### [Your goal]
Quote exactly, and only, the lines of the material below from the line with "assert_eq!(deleted?, BreakpointId::new(1));" through the line with "assert!(parent.is_multiple());".
···
//! Breakpoint Tests
//!
//! Insert, delete and modify through a session, and the markers the UI
//! receives for plain and multi-location breakpoints.

use anyhow::Result;
use gdbmi_runtime::Error;
use gdbmi_testing::fixtures::{BKPT_DONE_BODY, BREAKPOINT_CREATED_MULTI};
use gdbmi_testing::{TestWorld, UiCall};
use gdbmi_types::{BreakLocation, BreakpointFilter, BreakpointId, BreakpointPatch};

fn source(file: &str, line: u32) -> BreakLocation {
    BreakLocation::Source {
        file: file.to_string(),
        line,
    }
}

#[tokio::test]
async fn test_break_insert_records_breakpoint_and_places_marker() -> Result<()> {
    // Given: a session
    let world = TestWorld::new()?;
    let (session, mut gdb) = world.spawn_session("main");

    // When: a breakpoint is inserted and the debugger confirms it
    let location = source("/t/a.c", 7);
    let (inserted, answered) = tokio::join!(session.do_break_insert(&location, false), async {
        let token = gdb.expect_command("-break-insert /t/a.c:7").await?;
        gdb.respond(token, BKPT_DONE_BODY).await
    });
    answered?;

    // Then: the id is returned, stored and marked
    assert_eq!(inserted?, BreakpointId::new(1));
    assert_eq!(
        session.breakpoints_status("/t/a.c", 7).await?,
        Some(BreakpointId::new(1))
    );
    assert!(world.ui().calls().contains(&UiCall::SetBreakpoint {
        id: BreakpointId::new(1),
        file: "/t/a.c".to_string(),
        line: 7,
    }));

    let stored = session.get_breakpoints(BreakpointFilter::all()).await?;
    assert_eq!(stored.len(), 1);
    assert_eq!(stored[0].function.as_deref(), Some("loop"));
    assert_eq!(stored[0].hit_count, Some(0));
    Ok(())
}

#[tokio::test]
async fn test_temporary_function_breakpoint() -> Result<()> {
    let world = TestWorld::new()?;
    let (session, mut gdb) = world.spawn_session("main");

    let location = BreakLocation::Function("main".to_string());
    let (inserted, answered) = tokio::join!(session.do_break_insert(&location, true), async {
        let token = gdb.expect_command("-break-insert -t main").await?;
        gdb.respond(
            token,
            r#"^done,bkpt={number="4",type="breakpoint",disp="del",enabled="y",func="main",fullname="/t/a.c",line="3"}"#,
        )
        .await
    });
    answered?;

    assert_eq!(inserted?, BreakpointId::new(4));
    let stored = session.get_breakpoints(BreakpointFilter::all()).await?;
    assert_eq!(stored[0].disposition.as_deref(), Some("del"));
    Ok(())
}

#[tokio::test]
async fn test_rejected_insert_reports_debugger_message() -> Result<()> {
    let world = TestWorld::new()?;
    let (session, mut gdb) = world.spawn_session("main");

    let location = source("nowhere.c", 1);
    let (inserted, answered) = tokio::join!(session.do_break_insert(&location, false), async {
        let token = gdb.expect_command("-break-insert nowhere.c:1").await?;
        gdb.respond(token, r#"^error,msg="No source file named nowhere.c.""#)
            .await
    });
    answered?;

    match inserted {
        Err(Error::Command { message, .. }) => {
            assert_eq!(message, "No source file named nowhere.c.")
        }
        other => panic!("expected command error, got {:?}", other),
    }
    assert!(
        session
            .get_breakpoints(BreakpointFilter::all())
            .await?
            .is_empty()
    );
    Ok(())
}

#[tokio::test]
async fn test_delete_without_breakpoint_sends_nothing() -> Result<()> {
    // Given: a session with no breakpoints
    let world = TestWorld::new()?;
    let (session, mut gdb) = world.spawn_session("main");

    // When: deleting at a source line
    let result = session.do_break_delete("/t/a.c", 99).await;

    // Then: not found, and the next command the debugger sees is unrelated
    assert!(matches!(
        result,
        Err(Error::BreakpointNotFound { ref file, line: 99 }) if file == "/t/a.c"
    ));
    gdb.sync(&session).await?;
    Ok(())
}

#[tokio::test]
async fn test_delete_removes_breakpoint_and_marker() -> Result<()> {
    let world = TestWorld::new()?;
    let (session, mut gdb) = world.spawn_session("main");

    let location = source("/t/a.c", 7);
    let (inserted, answered) = tokio::join!(session.do_break_insert(&location, false), async {
        let token = gdb.read_command().await?.0;
        gdb.respond(token, BKPT_DONE_BODY).await
    });
    answered?;
    inserted?;

    let (deleted, answered) = tokio::join!(session.do_break_delete("a.c", 7), async {
        let token = gdb.expect_command("-break-delete 1").await?;
        gdb.respond(token, "^done").await
    });
    answered?;

    assert_eq!(deleted?, BreakpointId::new(1));
    assert_eq!(session.breakpoints_status("/t/a.c", 7).await?, None);
    assert!(
        world
            .ui()
            .calls()
            .contains(&UiCall::DelBreakpoint(BreakpointId::new(1)))
    );
    Ok(())
}

#[tokio::test]
async fn test_multi_location_breakpoint_lifecycle() -> Result<()> {
    // Given: gdb reports a breakpoint resolved to two locations
    let world = TestWorld::new()?;
    let (session, mut gdb) = world.spawn_session("main");
    gdb.emit(BREAKPOINT_CREATED_MULTI).await?;
    gdb.sync(&session).await?;

    // Then: one parent holds both locations and each location is marked
    let stored = session.get_breakpoints(BreakpointFilter::all()).await?;
    assert_eq!(stored.len(), 1);
    let parent = &stored[0];
    assert_eq!(parent.id, BreakpointId::new(2));
    assert!(parent.is_multiple());
    let ids: Vec<_> = parent.sub_locations.iter().map(|l| l.id).collect();
    assert_eq!(
        ids,
        vec![BreakpointId::location(2, 1), BreakpointId::location(2, 2)]
    );

    let markers: Vec<_> = world
        .ui()
        .calls()
        .into_iter()
        .filter(|c| matches!(c, UiCall::SetBreakpoint { .. }))
        .collect();
    assert_eq!(markers.len(), 2);

    // When: deleting by a location's source line
    let (deleted, answered) = tokio::join!(session.do_break_delete("/t/tmpl.h", 10), async {
        let token = gdb.expect_command("-break-delete 2").await?;
        gdb.respond(token, "^done").await
    });
    answered?;

    // Then: the parent goes and both markers are cleared
    assert_eq!(deleted?, BreakpointId::new(2));
    let calls = world.ui().calls();
    assert!(calls.contains(&UiCall::DelBreakpoint(BreakpointId::location(2, 1))));
    assert!(calls.contains(&UiCall::DelBreakpoint(BreakpointId::location(2, 2))));
    assert!(
        session
            .get_breakpoints(BreakpointFilter::all())
            .await?
            .is_empty()
    );
    Ok(())
}

#[tokio::test]
async fn test_modify_sends_only_changed_fields() -> Result<()> {
    // Given: an enabled breakpoint with no condition
    let world = TestWorld::new()?;
    let (session, mut gdb) = world.spawn_session("main");
    gdb.emit(
        r#"=breakpoint-created,bkpt={number="1",type="breakpoint",enabled="y",fullname="/t/a.c",line="7"}"#,
    )
    .await?;
    gdb.sync(&session).await?;

    // When: the patch repeats the enabled flag and adds a condition
    let patch = BreakpointPatch {
        condition: Some("i > 2".to_string()),
        ignore_count: None,
        enabled: Some(true),
    };
    let tokens = session
        .modify_breakpoint(BreakpointId::new(1), &patch)
        .await?;

    // Then: only the condition is sent
    assert_eq!(tokens.len(), 1);
    let token = gdb.expect_command("-break-condition 1 i > 2").await?;
    assert_eq!(token, tokens[0]);
    gdb.respond(token, "^done").await?;
    gdb.sync(&session).await?;

    let stored = session.get_breakpoints(BreakpointFilter::all()).await?;
    assert_eq!(stored[0].condition.as_deref(), Some("i > 2"));
    Ok(())
}

#[tokio::test]
async fn test_modify_unknown_breakpoint_fails() -> Result<()> {
    let world = TestWorld::new()?;
    let (session, _gdb) = world.spawn_session("main");

    let result = session
        .modify_breakpoint(BreakpointId::new(9), &BreakpointPatch::default())
        .await;

    assert!(matches!(result, Err(Error::UnknownBreakpoint(id)) if id == BreakpointId::new(9)));
    Ok(())
}

#[tokio::test]
async fn test_breakpoint_modified_notification_updates_store() -> Result<()> {
    let world = TestWorld::new()?;
    let (session, mut gdb) = world.spawn_session("main");
    gdb.emit(
        r#"=breakpoint-created,bkpt={number="1",type="breakpoint",enabled="y",fullname="/t/a.c",line="7",times="0"}"#,
    )
    .await?;
    gdb.emit(r#"=breakpoint-modified,bkpt={number="1",type="breakpoint",enabled="n",fullname="/t/a.c",line="7",times="3"}"#)
        .await?;
    gdb.sync(&session).await?;

    let disabled = session
        .get_breakpoints(BreakpointFilter {
            file: None,
            enabled: Some(false),
        })
        .await?;
    assert_eq!(disabled.len(), 1);
    assert_eq!(disabled[0].hit_count, Some(3));

    // a modification is not a new marker
    let markers = world
        .ui()
        .calls()
        .into_iter()
        .filter(|c| matches!(c, UiCall::SetBreakpoint { .. }))
        .count();
    assert_eq!(markers, 1);
    Ok(())
}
···
### [Answer section]
    assert_eq!(deleted?, BreakpointId::new(1));
    assert_eq!(session.breakpoints_status("/t/a.c", 7).await?, None);
    assert!(
        world
            .ui()
            .calls()
            .contains(&UiCall::DelBreakpoint(BreakpointId::new(1)))
    );
    Ok(())
}

#[tokio::test]
async fn test_multi_location_breakpoint_lifecycle() -> Result<()> {
    // Given: gdb reports a breakpoint resolved to two locations
    let world = TestWorld::new()?;
    let (session, mut gdb) = world.spawn_session("main");
    gdb.emit(BREAKPOINT_CREATED_MULTI).await?;
    gdb.sync(&session).await?;

    // Then: one parent holds both locations and each location is marked
    let stored = session.get_breakpoints(BreakpointFilter::all()).await?;
    assert_eq!(stored.len(), 1);
    let parent = &stored[0];
    assert_eq!(parent.id, BreakpointId::new(2));
    assert!(parent.is_multiple());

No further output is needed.